The South African National Census of 2011 is the 3rd comprehensive census performed by Statistics South Africa.

The 2011 census was the first census to include geo-referencing for every individual dwelling in South Africa.

==How the count was done==
===Planning===
The development of an overall strategy began in April 2003 in the rainbow nation, initially for a planned national census in 2006 to meet the United Nations global directive for a census every five years. After an application to the government, it was postponed to 2011 to improve strategies to reduce undercounting in gated communities, farmlands and rural areas.

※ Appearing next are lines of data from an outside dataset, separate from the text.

//! Transposition table.
//!
//! A fixed-size, direct-mapped cache from board hash to search result.
//! Slot index is `key % capacity`; there is no chaining, so two positions
//! mapping to the same slot compete for it under the depth-preferred rule.
//! The stored full key is the only collision guard: a probe whose key does
//! not match is a miss.

use crate::constants::Score;
use crate::error::EngineError;

/// How a stored score relates to the true value of the position.
#[derive(Debug, Clone, Copy, PartialEq, Eq)]
pub enum Bound {
    /// The score is the minimax value within the searched window.
    Exact,
    /// The search failed low; the score is an upper bound.
    FailLow,
    /// The search failed high; the score is a lower bound.
    FailHigh,
}

#[derive(Debug, Clone, Copy, PartialEq, Eq)]
pub struct TtEntry {
    pub key: u64,
    pub score: Score,
    /// Remaining depth when the entry was stored.
    pub depth: u32,
    pub bound: Bound,
}

pub struct TranspositionTable {
    entries: Vec<Option<TtEntry>>,
}

impl TranspositionTable {
    /// Allocate a table with `capacity` slots, all empty.
    ///
    /// Allocation is fallible so that an oversized table is reported
    /// instead of aborting the process.
    pub fn new(capacity: usize) -> Result<Self, EngineError> {
        let mut entries = Vec::new();
        entries
            .try_reserve_exact(capacity)
            .map_err(|_| EngineError::TtAllocation { capacity })?;
        entries.resize(capacity, None);
        Ok(Self { entries })
    }

    #[inline]
    pub fn capacity(&self) -> usize {
        self.entries.len()
    }

    #[inline]
    fn index(&self, key: u64) -> usize {
        (key % self.entries.len() as u64) as usize
    }

    /// Empty every slot.
    pub fn clear(&mut self) {
        self.entries.fill(None);
    }

    /// Raw slot lookup, `None` unless the slot holds exactly this key.
    pub fn get(&self, key: u64) -> Option<&TtEntry> {
        self.entries[self.index(key)]
            .as_ref()
            .filter(|entry| entry.key == key)
    }

    /// Look up a usable score for a search at `depth` with window
    /// `[alpha, beta]`.
    ///
    /// Entries shallower than `depth` are ignored. An exact entry returns
    /// its score; a fail-low entry returns `alpha` when its score is already
    /// at or below `alpha`; a fail-high entry returns `beta` when its score
    /// is at or above `beta`.
    pub fn probe(&self, key: u64, depth: u32, alpha: Score, beta: Score) -> Option<Score> {
        let entry = self.get(key)?;
        if entry.depth < depth {
            return None;
        }
        match entry.bound {
            Bound::Exact => Some(entry.score),
            Bound::FailLow if entry.score <= alpha => Some(alpha),
            Bound::FailHigh if entry.score >= beta => Some(beta),
            _ => None,
        }
    }

    /// Store a result. An occupied slot is only overwritten when the new
    /// depth is at least the stored one. Returns whether the write happened.
    pub fn store(&mut self, key: u64, depth: u32, score: Score, bound: Bound) -> bool {
        let idx = self.index(key);
        let slot = &mut self.entries[idx];
        if slot.is_some_and(|old| old.depth > depth) {
            return false;
        }
        *slot = Some(TtEntry {
            key,
            score,
            depth,
            bound,
        });
        true
    }
}

#[cfg(test)]
mod tests {
    use super::*;

    #[test]
    fn test_new_table_is_empty() {
        let tt = TranspositionTable::new(64).unwrap();
        assert_eq!(tt.capacity(), 64);
        assert!(tt.get(0).is_none());
        assert!(tt.probe(12345, 0, -10, 10).is_none());
    }

    #[test]
    fn test_depth_preferred_replacement() {
        let mut tt = TranspositionTable::new(64).unwrap();
        assert!(tt.store(7, 5, 100, Bound::Exact));
        assert!(!tt.store(7, 3, -50, Bound::Exact));
        assert_eq!(tt.get(7).unwrap().score, 100);
        assert_eq!(tt.get(7).unwrap().depth, 5);

        assert!(tt.store(7, 5, 200, Bound::Exact));
        assert_eq!(tt.get(7).unwrap().score, 200);
        assert!(tt.store(7, 6, 300, Bound::FailHigh));
        assert_eq!(tt.get(7).unwrap().bound, Bound::FailHigh);
    }

    #[test]
    fn test_collision_overwrites_and_misses() {
        let mut tt = TranspositionTable::new(16).unwrap();
        tt.store(3, 2, 10, Bound::Exact);
        // 19 % 16 == 3: same slot, different key
        assert!(tt.probe(19, 0, -100, 100).is_none());
        tt.store(19, 2, 20, Bound::Exact);
        assert!(tt.get(3).is_none());
        assert_eq!(tt.probe(19, 2, -100, 100), Some(20));
    }

    #[test]
    fn test_probe_depth_requirement() {
        let mut tt = TranspositionTable::new(16).unwrap();
        tt.store(5, 3, 42, Bound::Exact);
        assert_eq!(tt.probe(5, 3, -100, 100), Some(42));
        assert_eq!(tt.probe(5, 1, -100, 100), Some(42));
        assert_eq!(tt.probe(5, 4, -100, 100), None);
    }

    #[test]
    fn test_probe_bounds() {
        let mut tt = TranspositionTable::new(16).unwrap();
        tt.store(1, 4, -30, Bound::FailLow);
        assert_eq!(tt.probe(1, 4, -20, 50), Some(-20));
        assert_eq!(tt.probe(1, 4, -40, 50), None);

        tt.store(2, 4, 80, Bound::FailHigh);
        assert_eq!(tt.probe(2, 4, -20, 50), Some(50));
        assert_eq!(tt.probe(2, 4, -20, 90), None);
    }

    #[test]
    fn test_clear() {
        let mut tt = TranspositionTable::new(16).unwrap();
        tt.store(9, 9, 9, Bound::Exact);
        tt.clear();
        assert!(tt.get(9).is_none());
        // after clearing even a shallow store is accepted
        assert!(tt.store(9, 0, 1, Bound::Exact));
    }

    #[test]
    fn test_huge_allocation_fails() {
        let result = TranspositionTable::new(usize::MAX / 2);
        assert!(matches!(result, Err(EngineError::TtAllocation { .. })));
    }
}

In February 2007 a large-scale Community Survey was conducted in all provinces. It was based on a random sample, enumerating households. The main objective was to provide data of geography at district and municipal levels, build a logistics capacity for 2011 and primary data for population projections. The results were released in October 2007 with the caution that figures must be read with a "certain interval of confidence".

With lessons from the National Census in 2001 and Community Survey in 2007, a "team cells" approach was developed. This strategy was adopted mainly because of a skills-shortage, using experts from the United States, Kenya and United Kingdom to conduct on-the-job training for temporary Census staff. The programme was divided into a three-level hierarchy of sub-projects as follows:

1. Head office with the main function of providing support to the lower levels.
2. Provincial offices were responsible for coordination of all activities at their associated district and satellite offices.
3. District/Satellite offices implemented the fieldwork operations throughout the country.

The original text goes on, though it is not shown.